Gather all lines from the material that contain "powi".

+ + + + + + +

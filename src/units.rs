//! Unit strings carried through formulas.
//!
//! A unit is a product of named factors with integer exponents, written the
//! way parameters declare them: `kW`, `$/kWh`, `kW*h`, `m^2`. Currency
//! symbols are read as their codes, so `$` and `USD` are the same factor, and
//! printed back as symbols.

use std::fmt;

const CURRENCY_SYMBOLS: [(&str, &str); 3] = [("$", "USD"), ("€", "EUR"), ("£", "GBP")];

#[derive(Clone, Debug, Default)]
pub struct Unit {
    // In first-seen order; exponents are never zero.
    factors: Vec<(String, i32)>,
}

impl Unit {
    /// Parses a declared unit.
    ///
    /// # Arguments
    /// * `text` - Unit as written on a parameter, e.g. `"$/kWh"`
    ///
    /// # Returns
    /// * `None` for blank or dimensionless text, otherwise the parsed unit
    ///
    /// # Examples
    /// ```
    /// use valuecalc::units::Unit;
    ///
    /// let rate = Unit::parse("$/kWh").unwrap();
    /// let energy = Unit::parse("kWh").unwrap();
    /// assert_eq!(rate.multiply(&energy).to_string(), "$");
    /// ```
    pub fn parse(text: &str) -> Option<Unit> {
        let mut unit = Unit::default();
        for (i, part) in text.split('/').enumerate() {
            let sign = if i == 0 { 1 } else { -1 };
            for factor in part.split(['*', '·']) {
                let factor = factor.trim();
                if factor.is_empty() || factor == "1" {
                    continue;
                }
                let (name, exponent) = match factor.split_once('^') {
                    Some((name, exp)) => (name.trim(), exp.trim().parse::<i32>().ok()?),
                    None => (factor, 1),
                };
                if name.is_empty() {
                    return None;
                }
                unit.add_factor(canonical(name), sign * exponent);
            }
        }
        (!unit.is_dimensionless()).then_some(unit)
    }

    pub fn is_dimensionless(&self) -> bool {
        self.factors.is_empty()
    }

    pub fn multiply(&self, other: &Unit) -> Unit {
        let mut product = self.clone();
        for (name, exponent) in &other.factors {
            product.add_factor(name.clone(), *exponent);
        }
        product
    }

    pub fn divide(&self, other: &Unit) -> Unit {
        self.multiply(&other.powi(-1))
    }

    pub fn powi(&self, n: i32) -> Unit {
        let mut unit = Unit::default();
        for (name, exponent) in &self.factors {
            unit.add_factor(name.clone(), exponent * n);
        }
        unit
    }

    /// Square root, when every exponent is even.
    pub fn sqrt(&self) -> Option<Unit> {
        if self.factors.iter().any(|(_, e)| e % 2 != 0) {
            return None;
        }
        let mut unit = Unit::default();
        for (name, exponent) in &self.factors {
            unit.add_factor(name.clone(), exponent / 2);
        }
        Some(unit)
    }

    fn add_factor(&mut self, name: String, exponent: i32) {
        if exponent == 0 {
            return;
        }
        match self.factors.iter().position(|(n, _)| *n == name) {
            Some(i) => {
                self.factors[i].1 += exponent;
                if self.factors[i].1 == 0 {
                    self.factors.remove(i);
                }
            }
            None => self.factors.push((name, exponent)),
        }
    }

    fn sorted(&self) -> Vec<(&str, i32)> {
        let mut factors: Vec<(&str, i32)> =
            self.factors.iter().map(|(n, e)| (n.as_str(), *e)).collect();
        factors.sort();
        factors
    }
}

// Factor order does not matter: `kW*h` equals `h*kW`.
impl PartialEq for Unit {
    fn eq(&self, other: &Self) -> bool {
        self.sorted() == other.sorted()
    }
}

impl Eq for Unit {}

fn canonical(name: &str) -> String {
    CURRENCY_SYMBOLS
        .iter()
        .find(|(symbol, _)| *symbol == name)
        .map(|(_, code)| code.to_string())
        .unwrap_or_else(|| name.to_string())
}

fn symbol(name: &str) -> &str {
    CURRENCY_SYMBOLS
        .iter()
        .find(|(_, code)| *code == name)
        .map(|(symbol, _)| *symbol)
        .unwrap_or(name)
}

fn write_factor(f: &mut fmt::Formatter<'_>, name: &str, exponent: i32) -> fmt::Result {
    f.write_str(symbol(name))?;
    if exponent != 1 {
        write!(f, "^{}", exponent)?;
    }
    Ok(())
}

impl fmt::Display for Unit {
    fn fmt(&self, f: &mut fmt::Formatter<'_>) -> fmt::Result {
        let numerator: Vec<&(String, i32)> = self.factors.iter().filter(|(_, e)| *e > 0).collect();
        if numerator.is_empty() {
            f.write_str("1")?;
        }
        for (i, (name, exponent)) in numerator.into_iter().enumerate() {
            if i > 0 {
                f.write_str("*")?;
            }
            write_factor(f, name, *exponent)?;
        }
        for (name, exponent) in self.factors.iter().filter(|(_, e)| *e < 0) {
            f.write_str("/")?;
            write_factor(f, name, -exponent)?;
        }
        Ok(())
    }
}
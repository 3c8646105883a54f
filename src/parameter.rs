use serde::de::{self, MapAccess, Visitor};
use serde::{Deserialize, Deserializer, Serialize, Serializer};
use std::fmt;

/// Level assigned to every non-formula parameter.
pub const INPUT_LEVEL: u32 = 1;

/// Starting level of a formula parameter before leveling re-derives it.
pub const FORMULA_LEVEL: u32 = 2;

/// How a parameter obtains its value.
#[derive(Clone, Copy, Serialize, Deserialize, Debug, PartialEq, Eq, Hash)]
#[serde(rename_all = "UPPERCASE")]
pub enum ParameterKind {
    /// Entered by the user of the calculator.
    #[serde(alias = "USER")]
    Input,
    /// Fixed by the company configuring the solution.
    Company,
    /// Derived from other parameters through a formula.
    #[serde(alias = "CALCULATION")]
    Formula,
}

impl ParameterKind {
    pub fn initial_level(self) -> u32 {
        match self {
            ParameterKind::Formula => FORMULA_LEVEL,
            ParameterKind::Input | ParameterKind::Company => INPUT_LEVEL,
        }
    }

    pub fn as_str(self) -> &'static str {
        match self {
            ParameterKind::Input => "INPUT",
            ParameterKind::Company => "COMPANY",
            ParameterKind::Formula => "FORMULA",
        }
    }
}

impl fmt::Display for ParameterKind {
    fn fmt(&self, f: &mut fmt::Formatter<'_>) -> fmt::Result {
        f.write_str(self.as_str())
    }
}

/// A named parameter of a solution, as seen by the leveling engine.
#[derive(Clone, Serialize, Deserialize, Debug, PartialEq)]
pub struct Parameter {
    pub name: String,
    pub kind: ParameterKind,
    #[serde(default)]
    pub level: u32,
    #[serde(default)]
    pub category: String,
    #[serde(default, skip_serializing_if = "Option::is_none")]
    pub formula: Option<String>,
    #[serde(default, skip_serializing_if = "Option::is_none")]
    pub unit: Option<String>,
    #[serde(default, skip_serializing_if = "Option::is_none")]
    pub value: Option<f64>,
}

impl Parameter {
    pub fn input(name: &str, value: f64) -> Self {
        Parameter {
            name: name.to_string(),
            kind: ParameterKind::Input,
            level: INPUT_LEVEL,
            category: "general".to_string(),
            formula: None,
            unit: None,
            value: Some(value),
        }
    }

    pub fn company(name: &str, value: f64) -> Self {
        Parameter {
            kind: ParameterKind::Company,
            ..Parameter::input(name, value)
        }
    }

    pub fn formula(name: &str, formula: &str) -> Self {
        Parameter {
            name: name.to_string(),
            kind: ParameterKind::Formula,
            level: FORMULA_LEVEL,
            category: "calculations".to_string(),
            formula: Some(formula.to_string()),
            unit: None,
            value: None,
        }
    }

    pub fn with_unit(mut self, unit: &str) -> Self {
        self.unit = Some(unit.to_string());
        self
    }

    pub fn is_formula(&self) -> bool {
        self.kind == ParameterKind::Formula
    }
}

/// Numeric field that the admin screens store either as a number or as text.
///
/// Human-readable formats accept the bare number or string; binary snapshots
/// store it tagged.
#[derive(Clone, Debug, PartialEq)]
pub enum RawValue {
    Number(f64),
    Text(String),
}

#[derive(Serialize, Deserialize)]
#[serde(untagged)]
enum RawValueUntagged {
    Number(f64),
    Text(String),
}

#[derive(Serialize, Deserialize)]
enum RawValueTagged {
    Number(f64),
    Text(String),
}

impl Serialize for RawValue {
    fn serialize<S: Serializer>(&self, serializer: S) -> Result<S::Ok, S::Error> {
        match (serializer.is_human_readable(), self) {
            (true, RawValue::Number(n)) => RawValueUntagged::Number(*n).serialize(serializer),
            (true, RawValue::Text(s)) => RawValueUntagged::Text(s.clone()).serialize(serializer),
            (false, RawValue::Number(n)) => RawValueTagged::Number(*n).serialize(serializer),
            (false, RawValue::Text(s)) => RawValueTagged::Text(s.clone()).serialize(serializer),
        }
    }
}

impl<'de> Deserialize<'de> for RawValue {
    fn deserialize<D: Deserializer<'de>>(deserializer: D) -> Result<Self, D::Error> {
        if deserializer.is_human_readable() {
            Ok(match RawValueUntagged::deserialize(deserializer)? {
                RawValueUntagged::Number(n) => RawValue::Number(n),
                RawValueUntagged::Text(s) => RawValue::Text(s),
            })
        } else {
            Ok(match RawValueTagged::deserialize(deserializer)? {
                RawValueTagged::Number(n) => RawValue::Number(n),
                RawValueTagged::Text(s) => RawValue::Text(s),
            })
        }
    }
}

impl RawValue {
    /// Parses the value, treating blank or non-numeric text as absent.
    pub fn as_f64(&self) -> Option<f64> {
        match self {
            RawValue::Number(n) if n.is_finite() => Some(*n),
            RawValue::Number(_) => None,
            RawValue::Text(s) => s.trim().parse::<f64>().ok().filter(|n| n.is_finite()),
        }
    }
}

/// The `user_interface` field: either a bare type string or `{ "type": ... }`.
#[derive(Clone, Debug, PartialEq)]
pub enum UserInterface {
    Plain(String),
    Detailed { kind: Option<String>, is_advanced: bool },
}

#[derive(Serialize, Deserialize)]
#[serde(untagged)]
enum UserInterfaceUntagged {
    Plain(String),
    Detailed {
        #[serde(rename = "type", default)]
        kind: Option<String>,
        #[serde(default)]
        is_advanced: bool,
    },
}

#[derive(Serialize, Deserialize)]
enum UserInterfaceTagged {
    Plain(String),
    Detailed { kind: Option<String>, is_advanced: bool },
}

impl Serialize for UserInterface {
    fn serialize<S: Serializer>(&self, serializer: S) -> Result<S::Ok, S::Error> {
        let (kind, is_advanced) = match self {
            UserInterface::Plain(kind) => {
                return if serializer.is_human_readable() {
                    UserInterfaceUntagged::Plain(kind.clone()).serialize(serializer)
                } else {
                    UserInterfaceTagged::Plain(kind.clone()).serialize(serializer)
                };
            }
            UserInterface::Detailed { kind, is_advanced } => (kind.clone(), *is_advanced),
        };
        if serializer.is_human_readable() {
            UserInterfaceUntagged::Detailed { kind, is_advanced }.serialize(serializer)
        } else {
            UserInterfaceTagged::Detailed { kind, is_advanced }.serialize(serializer)
        }
    }
}

impl<'de> Deserialize<'de> for UserInterface {
    fn deserialize<D: Deserializer<'de>>(deserializer: D) -> Result<Self, D::Error> {
        if deserializer.is_human_readable() {
            Ok(match UserInterfaceUntagged::deserialize(deserializer)? {
                UserInterfaceUntagged::Plain(kind) => UserInterface::Plain(kind),
                UserInterfaceUntagged::Detailed { kind, is_advanced } => {
                    UserInterface::Detailed { kind, is_advanced }
                }
            })
        } else {
            Ok(match UserInterfaceTagged::deserialize(deserializer)? {
                UserInterfaceTagged::Plain(kind) => UserInterface::Plain(kind),
                UserInterfaceTagged::Detailed { kind, is_advanced } => {
                    UserInterface::Detailed { kind, is_advanced }
                }
            })
        }
    }
}

impl UserInterface {
    pub fn kind(&self) -> &str {
        match self {
            UserInterface::Plain(kind) => kind,
            UserInterface::Detailed { kind, .. } => kind.as_deref().unwrap_or("input"),
        }
    }

    /// `static` and `not_viewable` parameters are provided by the company.
    pub fn is_company_provided(&self) -> bool {
        matches!(self.kind(), "static" | "not_viewable")
    }
}

/// A parameter row as stored for a solution, before classification.
#[derive(Clone, Serialize, Deserialize, Debug, PartialEq, Default)]
pub struct SourceItem {
    pub name: String,
    #[serde(default)]
    pub user_interface: Option<UserInterface>,
    #[serde(default)]
    pub display_type: Option<String>,
    #[serde(default)]
    pub formula: Option<String>,
    #[serde(default)]
    pub value: Option<RawValue>,
    #[serde(default)]
    pub test_value: Option<RawValue>,
    #[serde(default, alias = "unit")]
    pub units: Option<String>,
    #[serde(default)]
    pub description: Option<String>,
}

impl SourceItem {
    /// `value` when it parses, otherwise `test_value`.
    pub fn resolved_value(&self) -> Option<f64> {
        self.value
            .as_ref()
            .and_then(RawValue::as_f64)
            .or_else(|| self.test_value.as_ref().and_then(RawValue::as_f64))
    }

    pub fn is_filter(&self) -> bool {
        self.display_type.as_deref() == Some("filter")
    }

    fn ui_kind(&self) -> UserInterface {
        self.user_interface
            .clone()
            .unwrap_or_else(|| UserInterface::Plain("input".to_string()))
    }
}

/// An explicit calculation attached to a solution.
#[derive(Clone, Serialize, Deserialize, Debug, PartialEq, Default)]
pub struct CalculationItem {
    pub name: String,
    pub formula: String,
    #[serde(default, alias = "unit")]
    pub units: Option<String>,
    #[serde(default)]
    pub description: Option<String>,
}

/// Decides the kind of a parameter from the category it is listed under.
pub fn classify(category: &str, item: &SourceItem) -> ParameterKind {
    match category.to_lowercase().as_str() {
        "calculations" => ParameterKind::Formula,
        "global" | "general" => {
            if item.ui_kind().is_company_provided() {
                ParameterKind::Company
            } else {
                ParameterKind::Input
            }
        }
        _ => ParameterKind::Company,
    }
}

impl SourceItem {
    pub fn to_parameter(&self, category: &str) -> Parameter {
        let kind = classify(category, self);
        let formula = match kind {
            ParameterKind::Formula => self.formula.clone().filter(|f| !f.trim().is_empty()),
            _ => None,
        };
        Parameter {
            name: self.name.clone(),
            kind,
            level: kind.initial_level(),
            category: category.to_lowercase(),
            formula,
            unit: self.units.clone().filter(|u| !u.is_empty()),
            value: match kind {
                ParameterKind::Formula => None,
                _ => self.resolved_value(),
            },
        }
    }
}

impl CalculationItem {
    pub fn is_complete(&self) -> bool {
        !self.name.trim().is_empty() && !self.formula.trim().is_empty()
    }

    pub fn to_parameter(&self) -> Parameter {
        Parameter {
            unit: self.units.clone().filter(|u| !u.is_empty()),
            ..Parameter::formula(&self.name, &self.formula)
        }
    }
}

/// Parameter rows grouped by category, in the order the categories were listed.
#[derive(Clone, Debug, PartialEq, Default)]
pub struct GroupedParameters {
    groups: Vec<(String, Vec<SourceItem>)>,
}

impl GroupedParameters {
    pub fn new() -> Self {
        Self::default()
    }

    /// Appends items to a category, creating it at the end if it is new.
    pub fn insert(&mut self, category: &str, items: Vec<SourceItem>) {
        match self.groups.iter_mut().find(|(name, _)| name == category) {
            Some((_, existing)) => existing.extend(items),
            None => self.groups.push((category.to_string(), items)),
        }
    }

    pub fn push(&mut self, category: &str, item: SourceItem) {
        self.insert(category, vec![item]);
    }

    pub fn iter(&self) -> impl Iterator<Item = (&str, &[SourceItem])> {
        self.groups
            .iter()
            .map(|(name, items)| (name.as_str(), items.as_slice()))
    }

    pub fn items_mut(&mut self) -> impl Iterator<Item = &mut SourceItem> {
        self.groups.iter_mut().flat_map(|(_, items)| items.iter_mut())
    }

    pub fn len(&self) -> usize {
        self.groups.iter().map(|(_, items)| items.len()).sum()
    }

    pub fn is_empty(&self) -> bool {
        self.len() == 0
    }
}

impl Serialize for GroupedParameters {
    fn serialize<S: Serializer>(&self, serializer: S) -> Result<S::Ok, S::Error> {
        use serde::ser::SerializeMap;
        let mut map = serializer.serialize_map(Some(self.groups.len()))?;
        for (name, items) in &self.groups {
            map.serialize_entry(name, items)?;
        }
        map.end()
    }
}

struct GroupedVisitor;

impl<'de> Visitor<'de> for GroupedVisitor {
    type Value = GroupedParameters;

    fn expecting(&self, f: &mut fmt::Formatter<'_>) -> fmt::Result {
        f.write_str("a map of category names to parameter lists")
    }

    fn visit_map<A: MapAccess<'de>>(self, mut access: A) -> Result<Self::Value, A::Error> {
        let mut grouped = GroupedParameters::new();
        while let Some((name, items)) = access.next_entry::<String, Vec<SourceItem>>()? {
            if name.is_empty() {
                return Err(de::Error::custom("category name cannot be empty"));
            }
            grouped.insert(&name, items);
        }
        Ok(grouped)
    }
}

impl<'de> Deserialize<'de> for GroupedParameters {
    fn deserialize<D: Deserializer<'de>>(deserializer: D) -> Result<Self, D::Error> {
        deserializer.deserialize_map(GroupedVisitor)
    }
}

+ + + + + + +

**SOLUTION TO THIS TASK**
        self.multiply(&other.powi(-1))
    pub fn powi(&self, n: i32) -> Unit {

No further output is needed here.